**Work item:** Read through the data and report every line in which the word "match" occurs.

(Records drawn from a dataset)
*-*-*
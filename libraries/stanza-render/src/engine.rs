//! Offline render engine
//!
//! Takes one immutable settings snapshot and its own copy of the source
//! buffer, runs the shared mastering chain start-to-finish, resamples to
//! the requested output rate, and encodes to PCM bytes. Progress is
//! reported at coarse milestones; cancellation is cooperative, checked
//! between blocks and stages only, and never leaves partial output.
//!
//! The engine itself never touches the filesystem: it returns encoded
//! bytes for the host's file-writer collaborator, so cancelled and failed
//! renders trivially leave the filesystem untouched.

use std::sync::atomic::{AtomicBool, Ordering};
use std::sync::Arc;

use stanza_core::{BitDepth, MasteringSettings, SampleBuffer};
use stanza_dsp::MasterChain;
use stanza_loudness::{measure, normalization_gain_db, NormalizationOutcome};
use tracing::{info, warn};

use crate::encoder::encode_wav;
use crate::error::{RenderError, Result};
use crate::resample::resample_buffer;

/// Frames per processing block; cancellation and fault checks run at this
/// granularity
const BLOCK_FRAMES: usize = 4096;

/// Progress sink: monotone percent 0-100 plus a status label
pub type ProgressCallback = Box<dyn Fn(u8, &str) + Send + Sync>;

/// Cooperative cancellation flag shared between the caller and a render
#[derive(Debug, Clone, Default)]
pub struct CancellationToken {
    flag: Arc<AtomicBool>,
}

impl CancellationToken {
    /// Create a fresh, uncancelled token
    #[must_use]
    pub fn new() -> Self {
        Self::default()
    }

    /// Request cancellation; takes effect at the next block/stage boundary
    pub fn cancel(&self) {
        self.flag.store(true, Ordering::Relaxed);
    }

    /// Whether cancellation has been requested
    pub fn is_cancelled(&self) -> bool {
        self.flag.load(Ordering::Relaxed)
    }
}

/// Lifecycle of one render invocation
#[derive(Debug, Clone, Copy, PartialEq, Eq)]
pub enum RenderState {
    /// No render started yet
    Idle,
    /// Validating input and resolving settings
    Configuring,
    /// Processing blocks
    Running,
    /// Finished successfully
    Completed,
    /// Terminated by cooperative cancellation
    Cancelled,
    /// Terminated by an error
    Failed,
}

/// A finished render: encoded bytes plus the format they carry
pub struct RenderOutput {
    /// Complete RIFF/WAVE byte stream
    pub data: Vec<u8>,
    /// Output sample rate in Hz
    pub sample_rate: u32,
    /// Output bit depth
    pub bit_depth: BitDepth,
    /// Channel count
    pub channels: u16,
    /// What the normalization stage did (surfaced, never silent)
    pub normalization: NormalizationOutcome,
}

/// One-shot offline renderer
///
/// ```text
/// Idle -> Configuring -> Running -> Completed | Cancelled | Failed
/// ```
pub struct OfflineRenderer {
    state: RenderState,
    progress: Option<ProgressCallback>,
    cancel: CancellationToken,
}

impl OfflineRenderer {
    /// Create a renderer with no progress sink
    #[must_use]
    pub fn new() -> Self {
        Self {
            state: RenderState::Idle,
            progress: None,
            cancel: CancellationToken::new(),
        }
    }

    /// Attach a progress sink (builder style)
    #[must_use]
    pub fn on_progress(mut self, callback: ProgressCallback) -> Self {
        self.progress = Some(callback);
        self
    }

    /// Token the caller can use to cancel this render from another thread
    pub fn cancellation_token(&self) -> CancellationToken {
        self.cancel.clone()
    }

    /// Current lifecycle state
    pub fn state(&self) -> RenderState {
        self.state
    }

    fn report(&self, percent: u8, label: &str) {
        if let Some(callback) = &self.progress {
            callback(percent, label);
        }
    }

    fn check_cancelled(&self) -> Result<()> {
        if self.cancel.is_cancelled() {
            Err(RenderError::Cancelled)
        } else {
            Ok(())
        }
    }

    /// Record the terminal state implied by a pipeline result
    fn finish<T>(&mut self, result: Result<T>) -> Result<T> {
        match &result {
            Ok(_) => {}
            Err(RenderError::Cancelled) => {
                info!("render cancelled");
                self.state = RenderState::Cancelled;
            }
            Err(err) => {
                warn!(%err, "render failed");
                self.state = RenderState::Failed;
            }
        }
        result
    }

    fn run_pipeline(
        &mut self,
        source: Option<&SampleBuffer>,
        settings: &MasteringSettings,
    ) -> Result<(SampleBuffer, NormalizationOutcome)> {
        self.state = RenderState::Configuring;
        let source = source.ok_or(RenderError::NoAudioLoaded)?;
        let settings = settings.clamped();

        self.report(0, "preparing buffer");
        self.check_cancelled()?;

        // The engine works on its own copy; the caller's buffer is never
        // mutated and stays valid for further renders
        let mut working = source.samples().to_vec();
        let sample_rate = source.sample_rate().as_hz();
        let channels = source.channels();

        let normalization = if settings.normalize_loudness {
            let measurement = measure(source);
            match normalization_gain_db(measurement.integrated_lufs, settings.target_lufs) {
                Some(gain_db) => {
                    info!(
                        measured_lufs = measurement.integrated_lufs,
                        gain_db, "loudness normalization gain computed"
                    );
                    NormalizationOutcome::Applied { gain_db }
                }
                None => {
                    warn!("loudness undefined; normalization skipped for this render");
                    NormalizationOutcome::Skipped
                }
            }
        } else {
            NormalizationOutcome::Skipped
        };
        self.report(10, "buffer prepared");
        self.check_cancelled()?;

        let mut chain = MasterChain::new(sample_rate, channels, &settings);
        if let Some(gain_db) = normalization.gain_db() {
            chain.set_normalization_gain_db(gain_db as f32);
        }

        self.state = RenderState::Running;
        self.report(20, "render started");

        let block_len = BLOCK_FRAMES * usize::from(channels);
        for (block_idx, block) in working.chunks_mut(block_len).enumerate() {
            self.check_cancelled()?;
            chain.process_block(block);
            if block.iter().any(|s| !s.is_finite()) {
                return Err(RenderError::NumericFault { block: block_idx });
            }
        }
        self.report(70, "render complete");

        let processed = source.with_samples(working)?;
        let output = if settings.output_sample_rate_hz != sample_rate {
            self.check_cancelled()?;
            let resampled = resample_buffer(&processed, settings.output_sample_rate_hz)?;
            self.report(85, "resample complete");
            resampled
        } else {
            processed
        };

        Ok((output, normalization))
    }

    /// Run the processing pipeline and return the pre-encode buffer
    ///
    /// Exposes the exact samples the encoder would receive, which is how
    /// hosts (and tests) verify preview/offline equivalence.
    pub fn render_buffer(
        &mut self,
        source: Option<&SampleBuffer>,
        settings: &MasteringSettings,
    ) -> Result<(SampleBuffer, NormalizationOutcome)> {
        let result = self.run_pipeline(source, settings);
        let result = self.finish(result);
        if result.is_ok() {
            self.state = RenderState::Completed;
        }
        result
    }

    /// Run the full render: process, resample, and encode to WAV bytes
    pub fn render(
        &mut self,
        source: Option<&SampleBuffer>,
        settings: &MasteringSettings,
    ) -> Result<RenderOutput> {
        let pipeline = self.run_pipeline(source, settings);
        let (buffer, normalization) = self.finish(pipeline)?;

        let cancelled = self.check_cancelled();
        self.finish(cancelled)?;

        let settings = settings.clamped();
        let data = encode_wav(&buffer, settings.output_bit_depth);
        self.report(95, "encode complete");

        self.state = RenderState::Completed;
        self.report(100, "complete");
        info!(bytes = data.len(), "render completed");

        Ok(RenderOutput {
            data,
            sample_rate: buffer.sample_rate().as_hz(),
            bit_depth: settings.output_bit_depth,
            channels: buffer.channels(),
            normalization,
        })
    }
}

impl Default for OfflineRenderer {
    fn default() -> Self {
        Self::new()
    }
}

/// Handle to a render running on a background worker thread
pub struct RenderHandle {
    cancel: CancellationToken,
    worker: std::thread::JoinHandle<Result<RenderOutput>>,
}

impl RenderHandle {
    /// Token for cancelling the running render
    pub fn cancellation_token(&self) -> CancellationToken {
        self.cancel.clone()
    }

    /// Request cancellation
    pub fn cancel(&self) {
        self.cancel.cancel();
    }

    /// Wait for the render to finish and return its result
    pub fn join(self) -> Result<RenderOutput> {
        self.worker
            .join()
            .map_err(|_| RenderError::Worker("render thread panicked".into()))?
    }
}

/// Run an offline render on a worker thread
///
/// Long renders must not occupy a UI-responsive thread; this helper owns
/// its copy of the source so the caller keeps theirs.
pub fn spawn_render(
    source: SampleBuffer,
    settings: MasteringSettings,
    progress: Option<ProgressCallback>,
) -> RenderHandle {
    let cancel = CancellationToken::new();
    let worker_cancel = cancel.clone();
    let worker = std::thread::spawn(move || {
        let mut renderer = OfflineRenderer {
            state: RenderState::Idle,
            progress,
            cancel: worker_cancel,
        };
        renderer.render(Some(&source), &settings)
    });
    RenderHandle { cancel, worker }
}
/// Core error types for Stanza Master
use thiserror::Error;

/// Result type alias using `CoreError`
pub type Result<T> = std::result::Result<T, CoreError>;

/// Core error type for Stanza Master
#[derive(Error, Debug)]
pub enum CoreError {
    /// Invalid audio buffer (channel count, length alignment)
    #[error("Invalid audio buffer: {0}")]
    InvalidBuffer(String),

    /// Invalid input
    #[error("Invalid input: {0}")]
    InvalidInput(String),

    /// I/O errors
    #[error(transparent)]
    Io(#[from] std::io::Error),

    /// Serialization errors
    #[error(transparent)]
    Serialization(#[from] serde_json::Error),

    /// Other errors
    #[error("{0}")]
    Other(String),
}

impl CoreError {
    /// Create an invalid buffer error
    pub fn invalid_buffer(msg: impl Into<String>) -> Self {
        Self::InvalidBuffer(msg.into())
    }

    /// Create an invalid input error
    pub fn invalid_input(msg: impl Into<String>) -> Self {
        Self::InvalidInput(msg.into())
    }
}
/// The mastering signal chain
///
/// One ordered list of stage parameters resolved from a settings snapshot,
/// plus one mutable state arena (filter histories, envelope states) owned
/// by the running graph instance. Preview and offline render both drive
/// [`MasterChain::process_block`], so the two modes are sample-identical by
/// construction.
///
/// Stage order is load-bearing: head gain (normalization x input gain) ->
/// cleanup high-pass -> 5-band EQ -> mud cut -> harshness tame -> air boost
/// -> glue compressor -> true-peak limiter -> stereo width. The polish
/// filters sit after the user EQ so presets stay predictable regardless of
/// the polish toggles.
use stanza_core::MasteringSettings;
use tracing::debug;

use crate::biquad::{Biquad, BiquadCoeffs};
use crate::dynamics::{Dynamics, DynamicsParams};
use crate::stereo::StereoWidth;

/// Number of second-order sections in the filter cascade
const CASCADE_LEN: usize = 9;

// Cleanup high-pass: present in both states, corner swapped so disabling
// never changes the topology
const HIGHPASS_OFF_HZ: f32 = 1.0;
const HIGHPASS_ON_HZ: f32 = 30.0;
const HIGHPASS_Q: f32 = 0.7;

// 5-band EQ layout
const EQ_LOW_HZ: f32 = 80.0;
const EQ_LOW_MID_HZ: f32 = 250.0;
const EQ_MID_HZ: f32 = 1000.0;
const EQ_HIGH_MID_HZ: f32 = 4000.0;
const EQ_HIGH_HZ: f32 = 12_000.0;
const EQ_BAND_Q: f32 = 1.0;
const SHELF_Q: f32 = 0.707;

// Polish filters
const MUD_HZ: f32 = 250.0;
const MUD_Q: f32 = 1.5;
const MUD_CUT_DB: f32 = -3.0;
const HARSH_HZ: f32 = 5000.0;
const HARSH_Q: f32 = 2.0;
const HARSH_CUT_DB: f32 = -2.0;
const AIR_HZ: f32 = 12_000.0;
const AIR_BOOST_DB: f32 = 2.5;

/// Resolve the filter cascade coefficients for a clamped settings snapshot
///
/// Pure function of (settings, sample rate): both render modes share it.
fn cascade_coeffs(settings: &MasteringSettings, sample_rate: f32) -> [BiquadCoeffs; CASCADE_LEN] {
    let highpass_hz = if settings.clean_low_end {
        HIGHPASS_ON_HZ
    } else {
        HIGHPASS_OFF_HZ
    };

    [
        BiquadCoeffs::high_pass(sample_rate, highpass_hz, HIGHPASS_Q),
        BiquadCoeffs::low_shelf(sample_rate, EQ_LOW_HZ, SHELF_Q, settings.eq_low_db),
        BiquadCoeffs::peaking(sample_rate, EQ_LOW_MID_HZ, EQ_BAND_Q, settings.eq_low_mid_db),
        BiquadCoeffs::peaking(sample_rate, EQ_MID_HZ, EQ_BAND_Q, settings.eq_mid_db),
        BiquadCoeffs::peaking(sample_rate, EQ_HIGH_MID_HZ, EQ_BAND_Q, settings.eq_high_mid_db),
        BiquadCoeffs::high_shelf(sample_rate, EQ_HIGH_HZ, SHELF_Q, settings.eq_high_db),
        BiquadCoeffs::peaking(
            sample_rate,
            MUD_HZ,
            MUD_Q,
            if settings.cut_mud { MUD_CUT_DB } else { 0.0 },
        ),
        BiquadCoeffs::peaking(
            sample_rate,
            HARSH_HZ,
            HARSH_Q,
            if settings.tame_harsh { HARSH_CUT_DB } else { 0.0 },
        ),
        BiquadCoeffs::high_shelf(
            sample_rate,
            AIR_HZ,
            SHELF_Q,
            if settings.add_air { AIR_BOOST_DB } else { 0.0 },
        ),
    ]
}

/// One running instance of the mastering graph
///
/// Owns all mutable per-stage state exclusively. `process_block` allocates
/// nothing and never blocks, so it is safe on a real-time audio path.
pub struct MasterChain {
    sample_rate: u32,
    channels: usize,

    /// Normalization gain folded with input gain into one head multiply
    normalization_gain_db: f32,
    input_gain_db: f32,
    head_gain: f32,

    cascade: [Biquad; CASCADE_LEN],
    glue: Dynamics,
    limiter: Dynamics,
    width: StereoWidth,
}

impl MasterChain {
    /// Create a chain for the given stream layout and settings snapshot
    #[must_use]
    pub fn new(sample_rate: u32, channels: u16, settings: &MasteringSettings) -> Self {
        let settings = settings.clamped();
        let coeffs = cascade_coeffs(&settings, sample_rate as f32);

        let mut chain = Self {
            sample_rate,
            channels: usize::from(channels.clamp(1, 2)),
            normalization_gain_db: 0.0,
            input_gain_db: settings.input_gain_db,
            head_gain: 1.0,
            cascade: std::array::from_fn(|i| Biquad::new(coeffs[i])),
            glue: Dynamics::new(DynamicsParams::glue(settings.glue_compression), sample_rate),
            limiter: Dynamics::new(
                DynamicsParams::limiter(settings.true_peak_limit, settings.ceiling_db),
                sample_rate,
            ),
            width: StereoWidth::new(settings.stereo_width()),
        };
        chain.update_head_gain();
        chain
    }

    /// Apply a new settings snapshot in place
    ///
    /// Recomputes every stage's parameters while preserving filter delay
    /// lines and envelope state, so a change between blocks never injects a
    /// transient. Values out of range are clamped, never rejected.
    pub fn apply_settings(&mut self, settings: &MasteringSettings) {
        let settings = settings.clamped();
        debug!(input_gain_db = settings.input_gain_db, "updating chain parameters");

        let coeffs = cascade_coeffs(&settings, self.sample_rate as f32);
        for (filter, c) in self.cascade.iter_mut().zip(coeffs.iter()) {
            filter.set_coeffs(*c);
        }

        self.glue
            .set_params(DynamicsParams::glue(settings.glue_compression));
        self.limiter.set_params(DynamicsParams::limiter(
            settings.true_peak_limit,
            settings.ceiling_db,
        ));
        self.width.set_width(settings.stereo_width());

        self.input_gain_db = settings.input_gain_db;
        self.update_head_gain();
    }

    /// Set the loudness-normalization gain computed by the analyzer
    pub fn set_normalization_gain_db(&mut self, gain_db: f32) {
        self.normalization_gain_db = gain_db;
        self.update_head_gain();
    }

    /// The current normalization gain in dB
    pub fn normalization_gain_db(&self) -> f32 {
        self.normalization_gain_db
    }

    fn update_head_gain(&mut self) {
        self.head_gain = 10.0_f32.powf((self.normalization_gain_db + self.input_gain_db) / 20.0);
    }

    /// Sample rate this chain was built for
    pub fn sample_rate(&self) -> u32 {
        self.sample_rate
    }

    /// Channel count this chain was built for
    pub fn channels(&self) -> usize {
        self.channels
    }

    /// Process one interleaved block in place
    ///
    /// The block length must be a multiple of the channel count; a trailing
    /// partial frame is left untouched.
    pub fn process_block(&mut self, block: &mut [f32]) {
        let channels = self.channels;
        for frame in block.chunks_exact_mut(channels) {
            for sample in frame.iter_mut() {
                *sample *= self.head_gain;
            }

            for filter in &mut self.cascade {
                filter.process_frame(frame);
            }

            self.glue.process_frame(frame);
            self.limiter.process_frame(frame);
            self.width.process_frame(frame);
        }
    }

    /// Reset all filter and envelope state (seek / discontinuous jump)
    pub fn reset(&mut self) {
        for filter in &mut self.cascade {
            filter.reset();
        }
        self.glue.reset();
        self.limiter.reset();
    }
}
*-*-*
**Output for this task:**
        match &result {
            match normalization_gain_db(measurement.integrated_lufs, settings.target_lufs) {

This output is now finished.